### DATA FOR REVIEW

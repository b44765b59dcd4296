//! Membership Tier Model

use rust_decimal::Decimal;
use serde::{Deserialize, Serialize};
use std::fmt;
use std::str::FromStr;

/// Membership tier (会员等级)
///
/// Ordered from lowest to highest, so `Ord` follows the tier ladder.
#[derive(Debug, Clone, Copy, PartialEq, Eq, PartialOrd, Ord, Hash, Serialize, Deserialize)]
#[serde(rename_all = "lowercase")]
#[cfg_attr(feature = "db", derive(sqlx::Type))]
#[cfg_attr(feature = "db", sqlx(rename_all = "lowercase"))]
pub enum MembershipTier {
    Bronze,
    Silver,
    Gold,
    Platinum,
}

impl MembershipTier {
    /// All tiers, lowest first
    pub const ALL: [MembershipTier; 4] = [
        MembershipTier::Bronze,
        MembershipTier::Silver,
        MembershipTier::Gold,
        MembershipTier::Platinum,
    ];

    /// Tier assigned to guests and to freshly opened accounts
    pub const fn lowest() -> Self {
        MembershipTier::Bronze
    }

    pub const fn as_str(&self) -> &'static str {
        match self {
            MembershipTier::Bronze => "bronze",
            MembershipTier::Silver => "silver",
            MembershipTier::Gold => "gold",
            MembershipTier::Platinum => "platinum",
        }
    }
}

impl Default for MembershipTier {
    fn default() -> Self {
        Self::lowest()
    }
}

impl fmt::Display for MembershipTier {
    fn fmt(&self, f: &mut fmt::Formatter<'_>) -> fmt::Result {
        f.write_str(self.as_str())
    }
}

/// Unknown tier identifier
#[derive(Debug, Clone, PartialEq, Eq, thiserror::Error)]
#[error("unknown membership tier: {0}")]
pub struct UnknownTier(pub String);

impl FromStr for MembershipTier {
    type Err = UnknownTier;

    fn from_str(s: &str) -> Result<Self, Self::Err> {
        match s {
            "bronze" => Ok(MembershipTier::Bronze),
            "silver" => Ok(MembershipTier::Silver),
            "gold" => Ok(MembershipTier::Gold),
            "platinum" => Ok(MembershipTier::Platinum),
            other => Err(UnknownTier(other.to_string())),
        }
    }
}

/// Tier configuration row (会员等级配置)
///
/// Reference data: thresholds and rates that parameterize point math.
#[derive(Debug, Clone, PartialEq, Serialize, Deserialize)]
pub struct TierConfig {
    pub tier: MembershipTier,
    pub display_name: String,
    /// Minimum lifetime points to qualify
    pub min_points: i64,
    /// Multiplier applied to base accrual (1.5 = 150%)
    pub earning_multiplier: Decimal,
    /// Max share of an order payable with points (20 = 20%)
    pub max_discount_percentage: Decimal,
    pub is_active: bool,
    pub sort_order: i32,
}

/// Rates looked up for a tier
#[derive(Debug, Clone, Copy, PartialEq, Eq, Serialize, Deserialize)]
pub struct TierRates {
    pub earning_multiplier: Decimal,
    pub max_discount_percentage: Decimal,
}

/// Next tier progress (下一等级信息)
#[derive(Debug, Clone, PartialEq, Eq, Serialize, Deserialize)]
pub struct NextTierInfo {
    pub tier: MembershipTier,
    pub display_name: String,
    pub required_points: i64,
    pub points_needed: i64,
}

#[cfg(test)]
mod tests {
    use super::*;

    #[test]
    fn test_tier_ordering() {
        assert!(MembershipTier::Bronze < MembershipTier::Silver);
        assert!(MembershipTier::Gold < MembershipTier::Platinum);
        assert_eq!(MembershipTier::default(), MembershipTier::Bronze);
    }

    #[test]
    fn test_tier_parse() {
        for tier in MembershipTier::ALL {
            assert_eq!(tier.as_str().parse::<MembershipTier>(), Ok(tier));
        }
        assert!("diamond".parse::<MembershipTier>().is_err());
    }

    #[test]
    fn test_tier_serde_lowercase() {
        let json = serde_json::to_string(&MembershipTier::Gold).unwrap();
        assert_eq!(json, "\"gold\"");
    }
}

### HOW TO COMPLETE THIS TASK
Repeat the material in full. Change nothing.

### ANSWER AREA
repository b44765b59dcd4296
//! Membership Tier Model

use rust_decimal::Decimal;
use serde::{Deserialize, Serialize};
use std::fmt;
use std::str::FromStr;

/// Membership tier (会员等级)
///
/// Ordered from lowest to highest, so `Ord` follows the tier ladder.
#[derive(Debug, Clone, Copy, PartialEq, Eq, PartialOrd, Ord, Hash, Serialize, Deserialize)]
#[serde(rename_all = "lowercase")]
#[cfg_attr(feature = "db", derive(sqlx::Type))]
#[cfg_attr(feature = "db", sqlx(rename_all = "lowercase"))]
pub enum MembershipTier {
    Bronze,
    Silver,
    Gold,
    Platinum,
}

impl MembershipTier {
    /// All tiers, lowest first
    pub const ALL: [MembershipTier; 4] = [
        MembershipTier::Bronze,
        MembershipTier::Silver,
        MembershipTier::Gold,
        MembershipTier::Platinum,
    ];

    /// Tier assigned to guests and to freshly opened accounts
    pub const fn lowest() -> Self {
        MembershipTier::Bronze
    }

    pub const fn as_str(&self) -> &'static str {
        match self {
            MembershipTier::Bronze => "bronze",
            MembershipTier::Silver => "silver",
            MembershipTier::Gold => "gold",
            MembershipTier::Platinum => "platinum",
        }
    }
}

impl Default for MembershipTier {
    fn default() -> Self {
        Self::lowest()
    }
}

impl fmt::Display for MembershipTier {
    fn fmt(&self, f: &mut fmt::Formatter<'_>) -> fmt::Result {
        f.write_str(self.as_str())
    }
}

/// Unknown tier identifier
#[derive(Debug, Clone, PartialEq, Eq, thiserror::Error)]
#[error("unknown membership tier: {0}")]
pub struct UnknownTier(pub String);

impl FromStr for MembershipTier {
    type Err = UnknownTier;

    fn from_str(s: &str) -> Result<Self, Self::Err> {
        match s {
            "bronze" => Ok(MembershipTier::Bronze),
            "silver" => Ok(MembershipTier::Silver),
            "gold" => Ok(MembershipTier::Gold),
            "platinum" => Ok(MembershipTier::Platinum),
            other => Err(UnknownTier(other.to_string())),
        }
    }
}

/// Tier configuration row (会员等级配置)
///
/// Reference data: thresholds and rates that parameterize point math.
#[derive(Debug, Clone, PartialEq, Serialize, Deserialize)]
pub struct TierConfig {
    pub tier: MembershipTier,
    pub display_name: String,
    /// Minimum lifetime points to qualify
    pub min_points: i64,
    /// Multiplier applied to base accrual (1.5 = 150%)
    pub earning_multiplier: Decimal,
    /// Max share of an order payable with points (20 = 20%)
    pub max_discount_percentage: Decimal,
    pub is_active: bool,
    pub sort_order: i32,
}

/// Rates looked up for a tier
#[derive(Debug, Clone, Copy, PartialEq, Eq, Serialize, Deserialize)]
pub struct TierRates {
    pub earning_multiplier: Decimal,
    pub max_discount_percentage: Decimal,
}

/// Next tier progress (下一等级信息)
#[derive(Debug, Clone, PartialEq, Eq, Serialize, Deserialize)]
pub struct NextTierInfo {
    pub tier: MembershipTier,
    pub display_name: String,
    pub required_points: i64,
    pub points_needed: i64,
}

#[cfg(test)]
mod tests {
    use super::*;

    #[test]
    fn test_tier_ordering() {
        assert!(MembershipTier::Bronze < MembershipTier::Silver);
        assert!(MembershipTier::Gold < MembershipTier::Platinum);
        assert_eq!(MembershipTier::default(), MembershipTier::Bronze);
    }

    #[test]
    fn test_tier_parse() {
        for tier in MembershipTier::ALL {
            assert_eq!(tier.as_str().parse::<MembershipTier>(), Ok(tier));
        }
        assert!("diamond".parse::<MembershipTier>().is_err());
    }

    #[test]
    fn test_tier_serde_lowercase() {
        let json = serde_json::to_string(&MembershipTier::Gold).unwrap();
        assert_eq!(json, "\"gold\"");
    }
}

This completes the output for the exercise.